So, it was a relief when I sat down with Nancy to tell her that I wouldn’t be driving, but I must say that it also makes me sad. From the time I was 4 or 5 years old and sat in the back seat of my parents’ Chevy identifying the make and year of all the cars we passed, cars have been a big part of my life.
I have owned over 35 of them from sedans to sports cars, from clunkers to luxury sedans, and I have loved them all. In fact, the last thing I did before the stroke was to drive my Ford Mustang Mach-E electric car.
Oh well, it’s Nancy’s to drive now!
8 thoughts on “DRIVING”
From one car enthusiast to another…….I feel your pain my friend. Get well soon!

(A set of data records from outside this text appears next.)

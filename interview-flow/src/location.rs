//! Location acquisition.
//!
//! Strategies are tried in order and the first success wins. The
//! conventional order is network geolocation, high-accuracy GPS, a maps
//! geolocation service, and finally manual entry by the interviewer. Each
//! strategy runs under its own timeout; failures are logged and the chain
//! moves on. Only when every strategy failed does the caller get
//! `LocationError::Unavailable`, typically answered with a remediation
//! dialog and an option to continue without location.

use std::time::Duration;

use async_trait::async_trait;
use tracing::{info, warn};

use crate::{LocationConfig, LocationFix, LocationSource};

/// Why a single strategy produced no fix.
#[derive(Debug, Clone, PartialEq, thiserror::Error)]
pub enum StrategyError {
    #[error("permission denied")]
    PermissionDenied,

    #[error("not supported on this device")]
    Unsupported,

    #[error("timed out after {0:?}")]
    TimedOut(Duration),

    /// The interviewer dismissed the manual entry prompt.
    #[error("declined by interviewer")]
    Declined,

    #[error("{0}")]
    Failed(String),
}

/// A failed strategy, kept for the terminal error.
#[derive(Debug, Clone, PartialEq)]
pub struct LocationAttempt {
    pub source: LocationSource,
    pub error: StrategyError,
}

/// Error type for location acquisition.
#[derive(Debug, Clone, PartialEq, thiserror::Error)]
pub enum LocationError {
    #[error("Location unavailable after {} attempt(s)", attempts.len())]
    Unavailable { attempts: Vec<LocationAttempt> },
}

/// One way of obtaining the device position.
#[async_trait]
pub trait LocationStrategy: Send + Sync {
    /// Where fixes from this strategy come from. Also selects the timeout.
    fn source(&self) -> LocationSource;

    async fn locate(&self) -> Result<LocationFix, StrategyError>;
}

/// Prompt shown to the interviewer when automatic strategies failed.
#[async_trait]
pub trait ManualPrompt: Send + Sync {
    /// Returns `(latitude, longitude)`, or `None` if the interviewer dismissed the prompt.
    async fn request_coordinates(&self) -> Option<(f64, f64)>;
}

/// Manual entry as the last strategy of a chain.
pub struct ManualEntry<P> {
    prompt: P,
}

impl<P: ManualPrompt> ManualEntry<P> {
    pub fn new(prompt: P) -> Self {
        Self { prompt }
    }
}

#[async_trait]
impl<P: ManualPrompt> LocationStrategy for ManualEntry<P> {
    fn source(&self) -> LocationSource {
        LocationSource::Manual
    }

    async fn locate(&self) -> Result<LocationFix, StrategyError> {
        let (latitude, longitude) = self
            .prompt
            .request_coordinates()
            .await
            .ok_or(StrategyError::Declined)?;
        if !(-90.0..=90.0).contains(&latitude) || !(-180.0..=180.0).contains(&longitude) {
            return Err(StrategyError::Failed(format!(
                "coordinates out of range: {latitude}, {longitude}"
            )));
        }
        Ok(LocationFix {
            latitude,
            longitude,
            accuracy: None,
            source: LocationSource::Manual,
        })
    }
}

/// Ordered list of strategies with per-source timeouts.
pub struct LocationChain {
    strategies: Vec<Box<dyn LocationStrategy>>,
    config: LocationConfig,
}

impl LocationChain {
    pub fn new(config: LocationConfig) -> Self {
        Self {
            strategies: Vec::new(),
            config,
        }
    }

    /// Append a strategy; strategies run in insertion order.
    pub fn with_strategy(mut self, strategy: impl LocationStrategy + 'static) -> Self {
        self.strategies.push(Box::new(strategy));
        self
    }

    pub fn len(&self) -> usize {
        self.strategies.len()
    }

    pub fn is_empty(&self) -> bool {
        self.strategies.is_empty()
    }

    /// Run the chain; see `acquire_location`.
    pub async fn acquire(&self) -> Result<LocationFix, LocationError> {
        acquire_location(&self.strategies, &self.config).await
    }
}

/// Try each strategy in order under its configured timeout; first success wins.
pub async fn acquire_location(
    strategies: &[Box<dyn LocationStrategy>],
    config: &LocationConfig,
) -> Result<LocationFix, LocationError> {
    let mut attempts = Vec::new();

    for strategy in strategies {
        let source = strategy.source();
        let limit = config.timeout(source);
        let error = match tokio::time::timeout(limit, strategy.locate()).await {
            Ok(Ok(fix)) => {
                info!(%source, accuracy = ?fix.accuracy, "location acquired");
                return Ok(fix);
            }
            Ok(Err(error)) => error,
            Err(_) => StrategyError::TimedOut(limit),
        };
        warn!(%source, %error, "location strategy failed, trying next");
        attempts.push(LocationAttempt { source, error });
    }

    Err(LocationError::Unavailable { attempts })
}

/// Location state of a session.
#[derive(Debug, Clone, Copy, Default, PartialEq)]
pub enum LocationState {
    /// Not acquired yet.
    #[default]
    Missing,

    Acquired(LocationFix),

    /// The interviewer chose to continue without a location.
    Waived,
}

impl LocationState {
    pub fn fix(&self) -> Option<LocationFix> {
        match self {
            Self::Acquired(fix) => Some(*fix),
            _ => None,
        }
    }

    /// Check if the interview may proceed.
    pub fn is_resolved(&self) -> bool {
        !matches!(self, Self::Missing)
    }
}

#[cfg(test)]
mod tests {
    use std::sync::Arc;
    use std::sync::atomic::{AtomicUsize, Ordering};

    use super::*;

    struct Fails(LocationSource, StrategyError, Arc<AtomicUsize>);

    #[async_trait]
    impl LocationStrategy for Fails {
        fn source(&self) -> LocationSource {
            self.0
        }

        async fn locate(&self) -> Result<LocationFix, StrategyError> {
            self.2.fetch_add(1, Ordering::SeqCst);
            Err(self.1.clone())
        }
    }

    struct Hangs(LocationSource);

    #[async_trait]
    impl LocationStrategy for Hangs {
        fn source(&self) -> LocationSource {
            self.0
        }

        async fn locate(&self) -> Result<LocationFix, StrategyError> {
            std::future::pending().await
        }
    }

    struct Succeeds(LocationSource, Arc<AtomicUsize>);

    #[async_trait]
    impl LocationStrategy for Succeeds {
        fn source(&self) -> LocationSource {
            self.0
        }

        async fn locate(&self) -> Result<LocationFix, StrategyError> {
            self.1.fetch_add(1, Ordering::SeqCst);
            Ok(LocationFix {
                latitude: 22.57,
                longitude: 88.36,
                accuracy: Some(35.0),
                source: self.0,
            })
        }
    }

    struct Prompt(Option<(f64, f64)>);

    #[async_trait]
    impl ManualPrompt for Prompt {
        async fn request_coordinates(&self) -> Option<(f64, f64)> {
            self.0
        }
    }

    #[tokio::test(start_paused = true)]
    async fn first_success_wins_and_later_strategies_are_skipped() {
        let calls = Arc::new(AtomicUsize::new(0));
        let chain = LocationChain::new(LocationConfig::default())
            .with_strategy(Fails(LocationSource::Network, StrategyError::PermissionDenied, calls.clone()))
            .with_strategy(Hangs(LocationSource::Gps))
            .with_strategy(Succeeds(LocationSource::MapsService, calls.clone()))
            .with_strategy(Succeeds(LocationSource::Manual, calls.clone()));

        let fix = chain.acquire().await.unwrap();
        assert_eq!(fix.source, LocationSource::MapsService);
        assert_eq!(calls.load(Ordering::SeqCst), 2);
    }

    #[tokio::test(start_paused = true)]
    async fn exhaustion_lists_every_attempt() {
        let calls = Arc::new(AtomicUsize::new(0));
        let chain = LocationChain::new(LocationConfig::default())
            .with_strategy(Fails(LocationSource::Network, StrategyError::Unsupported, calls.clone()))
            .with_strategy(Hangs(LocationSource::Gps))
            .with_strategy(ManualEntry::new(Prompt(None)));

        let LocationError::Unavailable { attempts } = chain.acquire().await.unwrap_err();
        let sources: Vec<_> = attempts.iter().map(|a| a.source).collect();
        assert_eq!(
            sources,
            [LocationSource::Network, LocationSource::Gps, LocationSource::Manual]
        );
        assert_eq!(attempts[1].error, StrategyError::TimedOut(Duration::from_secs(15)));
        assert_eq!(attempts[2].error, StrategyError::Declined);
    }

    #[tokio::test]
    async fn manual_entry_validates_range() {
        let fix = ManualEntry::new(Prompt(Some((22.5, 88.3)))).locate().await.unwrap();
        assert_eq!(fix.source, LocationSource::Manual);

        let bad = ManualEntry::new(Prompt(Some((122.5, 88.3)))).locate().await;
        assert!(matches!(bad, Err(StrategyError::Failed(_))));
    }

    #[tokio::test]
    async fn empty_chain_is_unavailable() {
        let chain = LocationChain::new(LocationConfig::default());
        assert!(chain.is_empty());
        assert_eq!(
            chain.acquire().await,
            Err(LocationError::Unavailable { attempts: vec![] })
        );
    }

    #[test]
    fn waived_location_is_resolved_without_fix() {
        assert!(LocationState::Waived.is_resolved());
        assert!(LocationState::Waived.fix().is_none());
        assert!(!LocationState::Missing.is_resolved());
    }
}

Couldn’t help remembering the Legendary Silver Flash, and the Beemer that inspired BM Duck. I admire your ability to make this decision, knowing from my experience that you will, somehow, turn this setback into an asset going forward.
John Hard decision. Reminds me of when my father, a very smart man, just gave me the keys and said it was time.

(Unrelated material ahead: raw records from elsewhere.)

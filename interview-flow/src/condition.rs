//! Condition evaluation.
//!
//! A question's conditions are folded left to right: the first condition
//! seeds the result, and every following condition joins the running
//! result with its own connector (`AND` or `OR`). There is no operator
//! precedence, so `A OR B AND C` means `(A OR B) AND C`.
//!
//! Evaluation never fails. A condition on an unanswered question is
//! `Pending`, and a numeric comparison on text that does not parse is
//! `Hidden`; both keep the question off screen.

use crate::localized_text::{normalize, strip_translations};
use crate::{
    Condition, ConditionOperator, LogicConnector, Question, ResponseValue, Responses,
    SurveyDefinition, Visibility,
};

/// Evaluate all conditions of `question` against the current responses.
pub fn evaluate(
    question: &Question,
    responses: &Responses,
    definition: &SurveyDefinition,
) -> Visibility {
    let mut conditions = question.conditions().iter();
    let Some(first) = conditions.next() else {
        return Visibility::Visible;
    };

    let seed = evaluate_condition(first, responses, definition);
    conditions.fold(seed, |acc, condition| {
        let outcome = evaluate_condition(condition, responses, definition);
        match condition.logic {
            LogicConnector::And => acc.and(outcome),
            LogicConnector::Or => acc.or(outcome),
        }
    })
}

/// Check if `question` should be shown given the current responses.
pub fn is_visible(question: &Question, responses: &Responses, definition: &SurveyDefinition) -> bool {
    evaluate(question, responses, definition).is_visible()
}

/// Evaluate a single condition.
pub fn evaluate_condition(
    condition: &Condition,
    responses: &Responses,
    definition: &SurveyDefinition,
) -> Visibility {
    let Some(response) = responses.get(&condition.question_id) else {
        return Visibility::Pending;
    };
    let target = definition.question(&condition.question_id);
    Visibility::from(test(condition, response, target))
}

fn test(condition: &Condition, response: &ResponseValue, target: Option<&Question>) -> bool {
    use ConditionOperator::*;

    match condition.operator {
        IsEmpty => response.is_blank(),
        IsNotEmpty => !response.is_blank(),
        GreaterThan => compare_numeric(response, &condition.value, |lhs, rhs| lhs > rhs),
        LessThan => compare_numeric(response, &condition.value, |lhs, rhs| lhs < rhs),
        Equals | IsSelected => any_element(response, &condition.value, target, |a, b| a == b),
        NotEquals | IsNotSelected => !any_element(response, &condition.value, target, |a, b| a == b),
        Contains => any_element(response, &condition.value, target, |a, b| a.contains(b)),
        NotContains => !any_element(response, &condition.value, target, |a, b| a.contains(b)),
    }
}

/// Normalised comparison form of `raw`. When the target question has a
/// matching option, its display text is used, so stored values and
/// display texts compare equal.
fn canonical(raw: &str, target: Option<&Question>) -> String {
    target
        .and_then(|question| question.find_option(raw))
        .map(|option| normalize(&option.text))
        .unwrap_or_else(|| normalize(raw))
}

fn any_element(
    response: &ResponseValue,
    expected: &str,
    target: Option<&Question>,
    matches: impl Fn(&str, &str) -> bool,
) -> bool {
    let expected = canonical(expected, target);
    response
        .elements()
        .iter()
        .any(|element| matches(&canonical(element, target), &expected))
}

fn parse_number(raw: &str) -> Option<f64> {
    strip_translations(raw).parse::<f64>().ok()
}

fn compare_numeric(response: &ResponseValue, expected: &str, cmp: impl Fn(f64, f64) -> bool) -> bool {
    let Some(rhs) = parse_number(expected) else {
        return false;
    };
    match response {
        ResponseValue::Number(lhs) => cmp(*lhs, rhs),
        other => other
            .elements()
            .iter()
            .filter_map(|element| parse_number(element))
            .any(|lhs| cmp(lhs, rhs)),
    }
}

#[cfg(test)]
mod tests {
    use super::*;
    use crate::{ChoiceQuestion, MultipleChoiceQuestion, QuestionKind, QuestionOption, Section};

    fn survey(dependent: Question) -> SurveyDefinition {
        SurveyDefinition::new("s", "conditions").with_section(Section::new(
            "",
            vec![
                Question::new(
                    "gender",
                    "Gender",
                    QuestionKind::SingleChoice(ChoiceQuestion::new()),
                )
                .with_options(vec![
                    QuestionOption::new("1", "Male {पुरुष}"),
                    QuestionOption::new("2", "Female {महिला}"),
                ]),
                Question::new(
                    "issues",
                    "Issues",
                    QuestionKind::MultipleChoice(MultipleChoiceQuestion::new()),
                )
                .with_options(vec![
                    QuestionOption::plain("Jobs"),
                    QuestionOption::plain("Roads"),
                    QuestionOption::plain("Water"),
                ]),
                Question::new("age", "Age", QuestionKind::Text),
                Question::new("comment", "Comment", QuestionKind::Text),
                dependent,
            ],
        ))
    }

    fn visible_with(condition: Condition, answers: &[(&str, ResponseValue)]) -> Visibility {
        let dependent = Question::new("dep", "Dependent", QuestionKind::Text).with_condition(condition);
        let definition = survey(dependent.clone());
        let mut responses = Responses::new();
        for (id, value) in answers {
            responses.insert(*id, value.clone());
        }
        evaluate(&dependent, &responses, &definition)
    }

    #[test]
    fn no_conditions_is_always_visible() {
        let question = Question::new("free", "Free", QuestionKind::Text);
        let definition = survey(question.clone());
        assert!(is_visible(&question, &Responses::new(), &definition));
    }

    #[test]
    fn missing_answer_is_pending() {
        let outcome = visible_with(Condition::equals("comment", "x"), &[]);
        assert_eq!(outcome, Visibility::Pending);
        assert!(!outcome.is_visible());
    }

    #[test]
    fn equals_matches_option_value_or_display_text() {
        let by_text = Condition::equals("gender", "female");
        assert!(visible_with(by_text.clone(), &[("gender", "2".into())]).is_visible());
        assert!(visible_with(by_text, &[("gender", "1".into())]).is_hidden());

        let by_value = Condition::equals("gender", "2");
        assert!(visible_with(by_value, &[("gender", "Female {महिला}".into())]).is_visible());
    }

    #[test]
    fn not_equals_is_the_complement() {
        let condition = Condition::new("gender", ConditionOperator::NotEquals, "Male");
        assert!(visible_with(condition.clone(), &[("gender", "2".into())]).is_visible());
        assert!(visible_with(condition, &[("gender", "1".into())]).is_hidden());
    }

    #[test]
    fn multi_select_matches_any_element() {
        let selected = Condition::new("issues", ConditionOperator::IsSelected, "roads");
        let answer = ResponseValue::from(vec!["Jobs", "Roads"]);
        assert!(visible_with(selected, &[("issues", answer.clone())]).is_visible());

        let not_selected = Condition::new("issues", ConditionOperator::IsNotSelected, "Water");
        assert!(visible_with(not_selected, &[("issues", answer)]).is_visible());
    }

    #[test]
    fn contains_is_substring_after_normalisation() {
        let condition = Condition::new("comment", ConditionOperator::Contains, "WATER");
        assert!(visible_with(condition.clone(), &[("comment", "no  water supply".into())]).is_visible());
        let negated = Condition::new("comment", ConditionOperator::NotContains, "water");
        assert!(visible_with(negated, &[("comment", "roads".into())]).is_visible());
    }

    #[test]
    fn numeric_comparisons() {
        let adult = Condition::new("age", ConditionOperator::GreaterThan, "17");
        assert!(visible_with(adult.clone(), &[("age", ResponseValue::from(18))]).is_visible());
        assert!(visible_with(adult.clone(), &[("age", " 21 ".into())]).is_visible());
        assert!(visible_with(adult, &[("age", ResponseValue::from(17))]).is_hidden());

        let young = Condition::new("age", ConditionOperator::LessThan, "30");
        assert!(visible_with(young, &[("age", ResponseValue::from(29.5))]).is_visible());
    }

    #[test]
    fn unparsable_numbers_hide_without_error() {
        let bad_answer = Condition::new("age", ConditionOperator::GreaterThan, "17");
        assert!(visible_with(bad_answer, &[("age", "twenty".into())]).is_hidden());

        let bad_value = Condition::new("age", ConditionOperator::LessThan, "abc");
        assert!(visible_with(bad_value, &[("age", ResponseValue::from(5))]).is_hidden());
    }

    #[test]
    fn emptiness_checks() {
        let empty = Condition::new("comment", ConditionOperator::IsEmpty, "");
        assert!(visible_with(empty.clone(), &[("comment", "  ".into())]).is_visible());
        assert!(visible_with(empty, &[]).is_pending());

        let not_empty = Condition::new("issues", ConditionOperator::IsNotEmpty, "");
        let none: ResponseValue = Vec::<String>::new().into();
        assert!(visible_with(not_empty, &[("issues", none)]).is_hidden());
    }

    #[test]
    fn or_chain_is_visible_if_either_holds() {
        let dependent = Question::new("dep", "Dependent", QuestionKind::Text)
            .with_condition(Condition::equals("gender", "Male"))
            .with_condition(Condition::equals("comment", "yes").or());
        let definition = survey(dependent.clone());

        let mut responses = Responses::new();
        responses.insert("gender", "2");
        responses.insert("comment", "yes");
        assert!(is_visible(&dependent, &responses, &definition));

        responses.insert("comment", "no");
        assert!(!is_visible(&dependent, &responses, &definition));
    }

    #[test]
    fn mixed_chain_folds_left_to_right() {
        // (gender = Male OR comment = yes) AND age > 50
        let dependent = Question::new("dep", "Dependent", QuestionKind::Text)
            .with_condition(Condition::equals("gender", "Male"))
            .with_condition(Condition::equals("comment", "yes").or())
            .with_condition(Condition::new("age", ConditionOperator::GreaterThan, "50"));
        let definition = survey(dependent.clone());

        let mut responses = Responses::new();
        responses.insert("gender", "1");
        responses.insert("comment", "no");
        responses.insert("age", 30);
        assert!(!is_visible(&dependent, &responses, &definition));

        // Reordered: gender = Male OR (comment = yes AND age > 50) would be
        // visible here; the fold does not regroup.
        let reordered = Question::new("dep", "Dependent", QuestionKind::Text)
            .with_condition(Condition::equals("comment", "yes"))
            .with_condition(Condition::new("age", ConditionOperator::GreaterThan, "50"))
            .with_condition(Condition::equals("gender", "Male").or());
        assert!(is_visible(&reordered, &responses, &definition));
    }

    #[test]
    fn pending_is_overridden_by_a_satisfied_or() {
        let dependent = Question::new("dep", "Dependent", QuestionKind::Text)
            .with_condition(Condition::equals("comment", "yes"))
            .with_condition(Condition::equals("gender", "Female").or());
        let definition = survey(dependent.clone());

        let mut responses = Responses::new();
        responses.insert("gender", "2");
        assert_eq!(evaluate(&dependent, &responses, &definition), Visibility::Visible);

        responses.insert("gender", "1");
        assert_eq!(evaluate(&dependent, &responses, &definition), Visibility::Pending);
    }
}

I was just in Ireland, where I was surprised to find out that when you are over 80 they will not sell you car insurance, therefore you cannot rent a car. If you cannot rent a car, you are not allowed to drive, therefore Joan had to drive for two weeks on the wrong side of the road. It was awful being a passenger dragging my feet against the yellow line and kicking the hedgerows. Next time I will hire a driver.

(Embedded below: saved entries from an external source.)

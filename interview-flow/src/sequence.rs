//! The visible question sequence.
//!
//! Filters run in a fixed order: interview mode, alternate set, survey
//! rules, display conditions. The survey's reorder table is applied last,
//! to the questions that survived every filter.

use tracing::trace;

use crate::{
    InterviewMode, LocatedQuestion, Responses, SurveyDefinition, SurveyRules, condition, sets,
};

/// Session facts that decide which questions are in play.
#[derive(Debug, Clone, Copy)]
pub struct SequenceContext<'a> {
    pub mode: InterviewMode,
    pub set_number: Option<u32>,
    pub constituency: Option<&'a str>,
    pub rules: Option<&'a SurveyRules>,
}

impl<'a> SequenceContext<'a> {
    /// A context with no set, constituency or survey rules.
    pub fn new(mode: InterviewMode) -> Self {
        Self {
            mode,
            set_number: None,
            constituency: None,
            rules: None,
        }
    }

    pub fn with_set_number(mut self, set_number: Option<u32>) -> Self {
        self.set_number = set_number;
        self
    }

    pub fn with_constituency(mut self, constituency: Option<&'a str>) -> Self {
        self.constituency = constituency;
        self
    }

    pub fn with_rules(mut self, rules: Option<&'a SurveyRules>) -> Self {
        self.rules = rules;
        self
    }

    /// Check every filter except display conditions.
    pub fn admits(&self, located: &LocatedQuestion<'_>) -> bool {
        let question = located.question;
        question.is_enabled_for(self.mode)
            && sets::permits(question, self.mode, self.set_number)
            && self
                .rules
                .is_none_or(|rules| rules.permits(question, self.constituency))
    }
}

/// Compute the ordered list of questions to show for the current responses.
///
/// Must be called again after every response change: later questions may
/// depend on any earlier answer.
pub fn visible_questions<'d>(
    definition: &'d SurveyDefinition,
    responses: &Responses,
    context: &SequenceContext<'_>,
) -> Vec<LocatedQuestion<'d>> {
    let visible: Vec<_> = definition
        .questions()
        .filter(|located| context.admits(located))
        .filter(|located| {
            let shown = condition::is_visible(located.question, responses, definition);
            if !shown {
                trace!(question = %located.question.id(), "hidden by conditions");
            }
            shown
        })
        .collect();

    match context.rules {
        Some(rules) => rules.reorder(visible),
        None => visible,
    }
}

/// Every question the session may ever show, in presentation order,
/// regardless of display conditions.
///
/// Gives each question a stable rank, so a cursor whose question was just
/// hidden can find the question that follows it on screen.
pub fn presentation_order<'d>(
    definition: &'d SurveyDefinition,
    context: &SequenceContext<'_>,
) -> Vec<LocatedQuestion<'d>> {
    let admitted: Vec<_> = definition
        .questions()
        .filter(|located| context.admits(located))
        .collect();

    match context.rules {
        Some(rules) => rules.reorder(admitted),
        None => admitted,
    }
}

#[cfg(test)]
mod tests {
    use super::*;
    use crate::{Condition, Question, QuestionKind, Section};

    fn survey() -> SurveyDefinition {
        SurveyDefinition::new("s", "Sequence").with_section(Section::new(
            "",
            vec![
                Question::new("q1", "Q1", QuestionKind::Text),
                Question::new("q2", "Q2", QuestionKind::Text)
                    .with_condition(Condition::equals("q1", "male")),
                Question::new("capi_only", "Show card", QuestionKind::Text).with_modes(true, false),
                Question::new("set1", "Variant A", QuestionKind::Text).in_set(1),
                Question::new("set2", "Variant B", QuestionKind::Text).in_set(2),
            ],
        ))
    }

    fn ids(definition: &SurveyDefinition, responses: &Responses, context: SequenceContext<'_>) -> Vec<String> {
        visible_questions(definition, responses, &context)
            .iter()
            .map(|l| l.question.id().to_string())
            .collect()
    }

    #[test]
    fn conditional_question_appears_in_place() {
        let survey = survey();
        let context = SequenceContext::new(InterviewMode::Capi);
        let mut responses = Responses::new();

        responses.insert("q1", "female");
        assert_eq!(ids(&survey, &responses, context), ["q1", "capi_only", "set1", "set2"]);

        responses.insert("q1", "male");
        assert_eq!(
            ids(&survey, &responses, context),
            ["q1", "q2", "capi_only", "set1", "set2"]
        );
    }

    #[test]
    fn cati_drops_capi_questions_and_other_sets() {
        let survey = survey();
        let context = SequenceContext::new(InterviewMode::Cati).with_set_number(Some(2));
        assert_eq!(ids(&survey, &Responses::new(), context), ["q1", "set2"]);
    }

    #[test]
    fn presentation_order_ignores_conditions() {
        let survey = survey();
        let context = SequenceContext::new(InterviewMode::Cati).with_set_number(Some(1));
        let order: Vec<_> = presentation_order(&survey, &context)
            .iter()
            .map(|l| l.question.id().to_string())
            .collect();
        assert_eq!(order, ["q1", "q2", "set1"]);
    }
}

Bummers, John. It’s gonna happen to all of us eventually. You’re brave and helpful to write about it leading us into the future as you often do with such eloquence. So glad you have Nancy.
John, How brave and wise you are!
You haven’t lost your ability for critical thinking that is for sure. Tough decision I am sure, but a good one. Ever need a ride … call 831.345.9016 …
With respect and admiration.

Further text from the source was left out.